The report, the agency's first since revelations of potential misconduct in student lending this year, said the department's lack of oversight of federal student loans "may have resulted in some students taking loans with higher interest rates or fewer borrower benefits."
Overall, the report portrays an agency that might at times react to outside complaints but does not "proactively detect" problems.
In a letter included with the GAO report, the department agreed with many of its findings, and in a statement issued yesterday, Katherine McLane, a spokeswoman for the Education Department, said, "Secretary of Education Margaret Spellings takes very seriously the department's oversight of schools and lenders. We have taken a number of steps to tighten our oversight responsibilities of federal student financial aid programs."

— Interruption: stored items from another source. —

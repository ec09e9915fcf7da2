//! Document store client.
//!
//! The portfolio content lives in five schema-flexible collections keyed by a
//! store-assigned id. Everything above this module talks to the store through
//! the `DocumentStore` trait, so the backend (Postgres JSONB or in-memory) can
//! be swapped at startup without touching the content layer.
//!
//! Semantics shared by every backend:
//! - `insert` assigns a fresh UUID v4 id; ids never change afterwards.
//! - `merge` is a shallow patch: top-level keys in the patch replace the stored
//!   ones, everything else is left untouched. Merging into a missing id fails
//!   with `StoreError::NotFound`.
//! - `remove` is idempotent: removing a missing id succeeds.
//! - `list` is ordered by the numeric `order` field in the collection's
//!   direction, ties broken by id ascending.

use std::cmp::Ordering;
use std::fmt;

use async_trait::async_trait;
use serde_json::{Map, Value};
use thiserror::Error;

pub mod memory;
pub mod postgres;

pub use memory::MemoryStore;
pub use postgres::PgDocumentStore;

/// JSON object body of a stored document (without its id).
pub type DocumentData = Map<String, Value>;

#[derive(Debug, Clone, Copy, PartialEq, Eq, Hash)]
pub enum Collection {
    Projects,
    Categories,
    Skills,
    Experience,
    AiTools,
}

impl Collection {
    pub const ALL: [Collection; 5] = [
        Collection::Projects,
        Collection::Categories,
        Collection::Skills,
        Collection::Experience,
        Collection::AiTools,
    ];

    pub fn name(self) -> &'static str {
        match self {
            Collection::Projects => "projects",
            Collection::Categories => "categories",
            Collection::Skills => "skills",
            Collection::Experience => "experience",
            Collection::AiTools => "aitools",
        }
    }

    /// Experience is listed most recent first; everything else ascending.
    pub fn sort_direction(self) -> SortDirection {
        match self {
            Collection::Experience => SortDirection::Descending,
            _ => SortDirection::Ascending,
        }
    }
}

impl fmt::Display for Collection {
    fn fmt(&self, f: &mut fmt::Formatter<'_>) -> fmt::Result {
        f.write_str(self.name())
    }
}

#[derive(Debug, Clone, Copy, PartialEq, Eq)]
pub enum SortDirection {
    Ascending,
    Descending,
}

impl SortDirection {
    pub fn sql(self) -> &'static str {
        match self {
            SortDirection::Ascending => "ASC",
            SortDirection::Descending => "DESC",
        }
    }
}

/// A raw document as returned by the store.
#[derive(Debug, Clone, PartialEq)]
pub struct Document {
    pub id: String,
    pub data: DocumentData,
}

impl Document {
    /// Numeric `order` field as a double, matching the Postgres cast;
    /// documents without one sort as 0.
    pub fn order_key(&self) -> f64 {
        self.data
            .get("order")
            .and_then(Value::as_f64)
            .unwrap_or(0.0)
    }
}

/// Sorts documents by `order` in `direction`, ties by id ascending.
pub fn sort_documents(docs: &mut [Document], direction: SortDirection) {
    docs.sort_by(|a, b| {
        let by_order = a.order_key().total_cmp(&b.order_key());
        let by_order = match direction {
            SortDirection::Ascending => by_order,
            SortDirection::Descending => by_order.reverse(),
        };
        match by_order {
            Ordering::Equal => a.id.cmp(&b.id),
            other => other,
        }
    });
}

#[derive(Debug, Error)]
pub enum StoreError {
    #[error("store read failed: {0}")]
    Read(String),

    #[error("store write failed: {0}")]
    Write(String),

    #[error("{collection}/{id} not found")]
    NotFound { collection: Collection, id: String },

    #[error("malformed document {collection}/{id}: {reason}")]
    Malformed {
        collection: Collection,
        id: String,
        reason: String,
    },
}

#[async_trait]
pub trait DocumentStore: Send + Sync {
    /// Inserts a new document and returns its generated id.
    async fn insert(&self, collection: Collection, data: DocumentData)
        -> Result<String, StoreError>;

    /// Shallow-merges `patch` into an existing document.
    async fn merge(
        &self,
        collection: Collection,
        id: &str,
        patch: DocumentData,
    ) -> Result<(), StoreError>;

    /// Hard-deletes a document. Missing ids are not an error.
    async fn remove(&self, collection: Collection, id: &str) -> Result<(), StoreError>;

    /// All documents of a collection in its canonical order.
    async fn list(&self, collection: Collection) -> Result<Vec<Document>, StoreError>;

    async fn get(&self, collection: Collection, id: &str) -> Result<Option<Document>, StoreError>;
}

In its letter to the GAO, the department outlined these steps, including creating a "work group" to review lender compliance with the law. In June, the department proposed rules banning certain marketing practices by lenders.
But the GAO report noted that these rules will not take affect until July 2008, at the earliest, and called for the department to act sooner.

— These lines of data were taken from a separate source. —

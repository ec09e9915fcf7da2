use serde::{Deserialize, Serialize};

use super::{require_non_empty, Entity, Record};
use crate::errors::AppError;
use crate::store::Collection;

pub type Experience = Record<ExperienceData>;

#[derive(Debug, Clone, PartialEq, Serialize, Deserialize)]
#[serde(rename_all = "camelCase")]
pub struct ExperienceData {
    pub title: String,
    pub company: String,
    #[serde(default)]
    pub location: String,
    /// Free-form date range, e.g. "2022 - Present".
    #[serde(default)]
    pub period: String,
    #[serde(default)]
    pub description: Vec<String>,
    #[serde(default)]
    pub tech: Vec<String>,
    #[serde(default)]
    pub order: i64,
}

#[derive(Debug, Clone, Default, PartialEq, Serialize, Deserialize)]
#[serde(rename_all = "camelCase")]
pub struct ExperiencePatch {
    #[serde(default, skip_serializing_if = "Option::is_none")]
    pub title: Option<String>,
    #[serde(default, skip_serializing_if = "Option::is_none")]
    pub company: Option<String>,
    #[serde(default, skip_serializing_if = "Option::is_none")]
    pub location: Option<String>,
    #[serde(default, skip_serializing_if = "Option::is_none")]
    pub period: Option<String>,
    #[serde(default, skip_serializing_if = "Option::is_none")]
    pub description: Option<Vec<String>>,
    #[serde(default, skip_serializing_if = "Option::is_none")]
    pub tech: Option<Vec<String>>,
    #[serde(default, skip_serializing_if = "Option::is_none")]
    pub order: Option<i64>,
}

impl From<ExperienceData> for ExperiencePatch {
    fn from(data: ExperienceData) -> Self {
        Self {
            title: Some(data.title),
            company: Some(data.company),
            location: Some(data.location),
            period: Some(data.period),
            description: Some(data.description),
            tech: Some(data.tech),
            order: Some(data.order),
        }
    }
}

impl Entity for ExperienceData {
    type Patch = ExperiencePatch;

    const COLLECTION: Collection = Collection::Experience;

    fn validate(&self) -> Result<(), AppError> {
        require_non_empty("title", &self.title)?;
        require_non_empty("company", &self.company)
    }

    fn validate_patch(patch: &ExperiencePatch) -> Result<(), AppError> {
        if let Some(title) = &patch.title {
            require_non_empty("title", title)?;
        }
        if let Some(company) = &patch.company {
            require_non_empty("company", company)?;
        }
        Ok(())
    }
}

In recent months, the student loan industry has faced increasing scrutiny of its business practices as tuition has skyrocketed and more students have been forced into debt to finance their education. Last year, students took out more than $85 billion in federal and private loans to pay for college.
Inquiries by Congress, the news media and various state attorneys general have exposed tangled financial relationships between colleges or individual college officials and student lenders.
These investigations have revealed such practices as paying colleges commissions or bonuses in exchange for business and giving college officials free trips, meals and other perks to win spots on so-called preferred lender lists, on which students rely when selecting a loan company.
They have also found colleges at which financial aid administrators held stock in lenders they recommended to students.
In testimony before Congress in May, Spellings pointed to the removal of federal student aid programs in 2005 from the GAO's "high-risk list" for fraud, waste and abuse of as a sign that the Education Department was resolving "financial integrity and management issues."
But the GAO report, requested by members of Congress as part of their inquiries, undermines that earlier conclusion.